AIM OF THE EXERCISE – Find every line in the entries that holds the string "until" and report it.

PROVIDED RECORDS –
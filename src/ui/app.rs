// Copyright 2025 Eric Jingryd (tidynest@proton.me)
//
// Licensed under the Apache License, Version 2.0 (the "License");
// you may not use this file except in compliance with the License.
// You may obtain a copy of the License at
//
//     http://www.apache.org/licenses/LICENSE-2.0
//
// Unless required by applicable law or agreed to in writing, software
// distributed under the License is distributed on an "AS IS" BASIS,
// WITHOUT WARRANTIES OR CONDITIONS OF ANY KIND, either express or implied.
// See the License for the specific language governing permissions and
// limitations under the License.

//! GTK4 Application wrapper
//!
//! This module sets up the GTK4 application lifecycle and creates
//! the main window. The single `Model` is created here and handed to the
//! Controller; nothing else owns application state.
//!
//! # Architecture
//!
//! ```text
//! App (GTK4 Application)
//!   ├─ Owns Rc<Model>
//!   ├─ Builds main window + MainView
//!   ├─ Attaches Controller (subscribes to Model, first render + fit)
//!   ├─ Wires input handlers to Controller
//!   └─ Polls the override images directory, if any, until the window closes
//! ```

use gtk4::{glib, prelude::*, Application, ApplicationWindow};
use std::{cell::RefCell, path::Path, rc::Rc, time::Duration};

use crate::{
    config::Settings,
    core::Model,
    ui::{
        actions::setup_quit_action,
        asset_watcher::AssetWatcher,
        builders::{build_main_layout, wire_up_handlers},
        Controller, MainView,
    },
};

/// How often the images directory is checked for changes
const ASSET_POLL_INTERVAL: Duration = Duration::from_millis(500);

/// GTK4 Application for the demo
pub struct App {
    /// GTK4 Application instance
    app: Application,
    /// Runtime settings
    settings: Rc<Settings>,
    /// Shared application model
    model: Rc<Model>,
}

impl App {
    /// Creates a new App with a fresh default Model
    ///
    /// # Example
    ///
    /// ```no_run
    /// use observer_demo::{config::Settings, ui::App};
    ///
    /// let app = App::new(Settings::default());
    /// app.run(); // Blocks until window closes
    /// ```
    pub fn new(settings: Settings) -> Self {
        let app = Application::builder()
            .application_id(settings.application_id.as_str())
            .build();

        Self {
            app,
            settings: Rc::new(settings),
            model: Rc::new(Model::new()),
        }
    }

    /// Runs the GTK4 application
    ///
    /// This starts the GTK4 main loop and blocks until the application
    /// exits. Command-line arguments are not forwarded to GTK.
    pub fn run(self) -> glib::ExitCode {
        let settings = self.settings.clone();
        let model = self.model.clone();

        self.app.connect_activate(move |app| {
            Self::build_ui(app, &settings, model.clone());
        });

        self.app.run_with_args::<&str>(&[])
    }

    /// Builds the main window UI
    ///
    /// This is called when the application activates.
    fn build_ui(app: &Application, settings: &Settings, model: Rc<Model>) {
        setup_quit_action(app);

        let (window, main_view) = build_main_layout(app, settings, model.color());
        let controller = Controller::attach(model, main_view);

        wire_up_handlers(&window, controller.clone());

        match &settings.images_dir {
            Some(dir) => {
                let poll = Self::watch_assets(dir, controller);
                Self::stop_on_close(&window, poll);
                tracing::info!(images_dir = %dir.display(), "Main window ready");
            }
            None => tracing::info!("Main window ready (bundled images)"),
        }
        window.present();
    }

    /// Re-renders when files in the images directory change
    ///
    /// Returns the polling source, or `None` when the directory can't be watched.
    fn watch_assets(
        images_dir: &Path,
        controller: Rc<Controller<MainView>>,
    ) -> Option<glib::SourceId> {
        let watcher = match AssetWatcher::new(images_dir) {
            Ok(watcher) => watcher,
            Err(e) => {
                tracing::warn!("Not watching {} for changes: {}", images_dir.display(), e);
                return None;
            }
        };

        let source = glib::timeout_add_local(ASSET_POLL_INTERVAL, move || {
            if watcher.check_for_changes() {
                tracing::info!("Images changed on disk, reloading");
                controller.refresh();
            }
            glib::ControlFlow::Continue
        });
        Some(source)
    }

    /// Removes the polling source when the window closes
    ///
    /// Dropping the source also drops its watcher and Controller handle.
    fn stop_on_close(window: &ApplicationWindow, poll: Option<glib::SourceId>) {
        let poll = RefCell::new(poll);
        window.connect_close_request(move |_| {
            if let Some(source) = poll.borrow_mut().take() {
                source.remove();
                tracing::debug!("Stopped watching images directory");
            }
            glib::Propagation::Proceed
        });
    }
}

SOLUTION TO THIS PROBLEM –
//!   └─ Polls the override images directory, if any, until the window closes
    /// app.run(); // Blocks until window closes
    /// This starts the GTK4 main loop and blocks until the application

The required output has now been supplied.